• _Work required_: Everything from the line with "pub type ChunkedBody" to the end of the material is to be retyped exactly, both ends included, and nothing else.

• _Information provided_:
-=-=-
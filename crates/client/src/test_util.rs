//! Helpers shared by the unit tests: a scripted peer on the other side of an
//! in-memory stream, plus a few request body sources.

use std::collections::VecDeque;
use std::convert::Infallible;
use std::io;
use std::pin::Pin;
use std::sync::Mutex;
use std::task::{Context, Poll};
use std::time::Duration;

use bytes::Bytes;
use futures::stream;
use http::Uri;
use http_body::{Body, Frame, SizeHint};
use http_body_util::StreamBody;
use tokio::io::{AsyncReadExt, AsyncWriteExt, DuplexStream, ReadHalf, WriteHalf};
use tokio::time::{Instant, timeout_at};

use crate::connection::{Connect, HttpConnection};
use crate::protocol::ClientConfig;

const DUPLEX_BUFFER: usize = 64 * 1024;

pub type TestConnection = HttpConnection<ReadHalf<DuplexStream>, WriteHalf<DuplexStream>>;

/// Routes `tracing` output through the test harness; later calls are no-ops.
pub fn init_tracing() {
    let _ = tracing_subscriber::fmt().with_max_level(tracing::Level::TRACE).with_test_writer().try_init();
}

pub fn connection_pair(config: ClientConfig) -> (TestConnection, TestServer) {
    init_tracing();
    let (client, server) = tokio::io::duplex(DUPLEX_BUFFER);
    let (reader, writer) = tokio::io::split(client);
    (HttpConnection::with_config(reader, writer, config), TestServer::new(server))
}

/// A request head as the peer received it.
#[derive(Debug)]
pub struct ReceivedRequest {
    pub method: String,
    pub path: String,
    pub version: u8,
    /// names are lowercased, values kept as raw bytes
    pub headers: Vec<(String, Vec<u8>)>,
}

impl ReceivedRequest {
    pub fn raw_header(&self, name: &str) -> Option<&[u8]> {
        self.headers.iter().find(|(n, _)| n.eq_ignore_ascii_case(name)).map(|(_, v)| v.as_slice())
    }

    pub fn header(&self, name: &str) -> Option<&str> {
        self.raw_header(name).and_then(|v| std::str::from_utf8(v).ok())
    }
}

/// The server end of an in-memory connection, driven step by step by a test.
#[derive(Debug)]
pub struct TestServer {
    stream: DuplexStream,
    leftover: Vec<u8>,
}

impl TestServer {
    fn new(stream: DuplexStream) -> Self {
        Self { stream, leftover: Vec::new() }
    }

    /// Reads one request head. Bytes after the head stay buffered for the body reads.
    pub async fn read_request(&mut self) -> ReceivedRequest {
        loop {
            let mut headers = [httparse::EMPTY_HEADER; 64];
            let mut request = httparse::Request::new(&mut headers);
            if let httparse::Status::Complete(len) = request.parse(&self.leftover).expect("client sent a malformed request") {
                let received = ReceivedRequest {
                    method: request.method.unwrap_or_default().to_string(),
                    path: request.path.unwrap_or_default().to_string(),
                    version: request.version.unwrap_or_default(),
                    headers: request.headers.iter().map(|h| (h.name.to_ascii_lowercase(), h.value.to_vec())).collect(),
                };
                self.leftover.drain(..len);
                return received;
            }

            let mut buf = [0u8; 4096];
            let n = self.stream.read(&mut buf).await.expect("read request");
            assert!(n > 0, "connection closed before a full request head");
            self.leftover.extend_from_slice(&buf[..n]);
        }
    }

    pub async fn read_exact(&mut self, len: usize) -> Vec<u8> {
        while self.leftover.len() < len {
            let mut buf = [0u8; 4096];
            let n = self.stream.read(&mut buf).await.expect("read body");
            assert!(n > 0, "connection closed before {len} bytes arrived");
            self.leftover.extend_from_slice(&buf[..n]);
        }
        self.leftover.drain(..len).collect()
    }

    /// Collects whatever arrives within `duration`, stopping early at end of stream.
    pub async fn try_read_for(&mut self, duration: Duration) -> Vec<u8> {
        let deadline = Instant::now() + duration;
        let mut received = std::mem::take(&mut self.leftover);
        let mut buf = [0u8; 4096];
        while let Ok(Ok(n)) = timeout_at(deadline, self.stream.read(&mut buf)).await {
            if n == 0 {
                break;
            }
            received.extend_from_slice(&buf[..n]);
        }
        received
    }

    pub async fn write(&mut self, bytes: &[u8]) {
        self.stream.write_all(bytes).await.expect("write response");
        self.stream.flush().await.expect("flush response");
    }

    /// Like [`write`](Self::write), but reports a gone client instead of panicking.
    pub async fn try_write(&mut self, bytes: &[u8]) -> bool {
        self.stream.write_all(bytes).await.is_ok()
    }

    /// Closes the server's write side; the client then sees end of stream.
    pub async fn shutdown(&mut self) {
        self.stream.shutdown().await.expect("shutdown");
    }

    /// Whether the client dropped its end of the connection.
    pub async fn is_closed(&mut self) -> bool {
        let mut buf = [0u8; 1024];
        match tokio::time::timeout(Duration::from_secs(1), self.stream.read(&mut buf)).await {
            Ok(Ok(0) | Err(_)) => true,
            Ok(Ok(n)) => {
                self.leftover.extend_from_slice(&buf[..n]);
                false
            }
            Err(_) => false,
        }
    }
}

/// Hands out pre-made in-memory connections, one per `connect` call.
#[derive(Debug)]
pub struct MockConnector {
    streams: Mutex<VecDeque<DuplexStream>>,
}

impl MockConnector {
    pub fn new(connections: usize) -> (Self, Vec<TestServer>) {
        init_tracing();
        let mut streams = VecDeque::with_capacity(connections);
        let mut servers = Vec::with_capacity(connections);
        for _ in 0..connections {
            let (client, server) = tokio::io::duplex(DUPLEX_BUFFER);
            streams.push_back(client);
            servers.push(TestServer::new(server));
        }
        (Self { streams: Mutex::new(streams) }, servers)
    }
}

impl Connect for MockConnector {
    type Stream = DuplexStream;

    async fn connect(&self, uri: &Uri) -> io::Result<DuplexStream> {
        let stream = self.streams.lock().expect("connector lock").pop_front();
        stream.ok_or_else(|| io::Error::new(io::ErrorKind::ConnectionRefused, format!("no connection left for {uri}")))
    }
}

pub type ChunkedBody = StreamBody<stream::Iter<std::vec::IntoIter<Result<Frame<Bytes>, Infallible>>>>;

/// A body of unknown length, so the connection picks chunked framing for it.
pub fn chunked_body(chunks: &[&'static str]) -> ChunkedBody {
    let frames: Vec<_> = chunks.iter().map(|chunk| Ok(Frame::data(Bytes::from_static(chunk.as_bytes())))).collect();
    StreamBody::new(stream::iter(frames))
}

#[derive(Debug, thiserror::Error)]
#[error("{}", FailingBody::MESSAGE)]
pub struct BodySourceError;

/// A request body source that fails, either right away or after one chunk.
#[derive(Debug)]
pub struct FailingBody {
    immediately: bool,
    sent_chunk: bool,
}

impl FailingBody {
    pub const MESSAGE: &'static str = "body source broke down";

    pub fn new(immediately: bool) -> Self {
        Self { immediately, sent_chunk: false }
    }
}

impl Body for FailingBody {
    type Data = Bytes;
    type Error = BodySourceError;

    fn poll_frame(mut self: Pin<&mut Self>, _cx: &mut Context<'_>) -> Poll<Option<Result<Frame<Self::Data>, Self::Error>>> {
        if self.immediately || self.sent_chunk {
            return Poll::Ready(Some(Err(BodySourceError)));
        }
        self.sent_chunk = true;
        Poll::Ready(Some(Ok(Frame::data(Bytes::from_static(b"first")))))
    }

    fn size_hint(&self) -> SizeHint {
        SizeHint::default()
    }
}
-=-=-
• _Written response_:
pub type ChunkedBody = StreamBody<stream::Iter<std::vec::IntoIter<Result<Frame<Bytes>, Infallible>>>>;

/// A body of unknown length, so the connection picks chunked framing for it.
pub fn chunked_body(chunks: &[&'static str]) -> ChunkedBody {
    let frames: Vec<_> = chunks.iter().map(|chunk| Ok(Frame::data(Bytes::from_static(chunk.as_bytes())))).collect();
    StreamBody::new(stream::iter(frames))
}

#[derive(Debug, thiserror::Error)]
#[error("{}", FailingBody::MESSAGE)]
pub struct BodySourceError;

/// A request body source that fails, either right away or after one chunk.
#[derive(Debug)]
pub struct FailingBody {
    immediately: bool,
    sent_chunk: bool,
}

impl FailingBody {
    pub const MESSAGE: &'static str = "body source broke down";

    pub fn new(immediately: bool) -> Self {
        Self { immediately, sent_chunk: false }
    }
}

impl Body for FailingBody {
    type Data = Bytes;
    type Error = BodySourceError;

    fn poll_frame(mut self: Pin<&mut Self>, _cx: &mut Context<'_>) -> Poll<Option<Result<Frame<Self::Data>, Self::Error>>> {
        if self.immediately || self.sent_chunk {
            return Poll::Ready(Some(Err(BodySourceError)));
        }
        self.sent_chunk = true;
        Poll::Ready(Some(Ok(Frame::data(Bytes::from_static(b"first")))))
    }

    fn size_hint(&self) -> SizeHint {
        SizeHint::default()
    }
}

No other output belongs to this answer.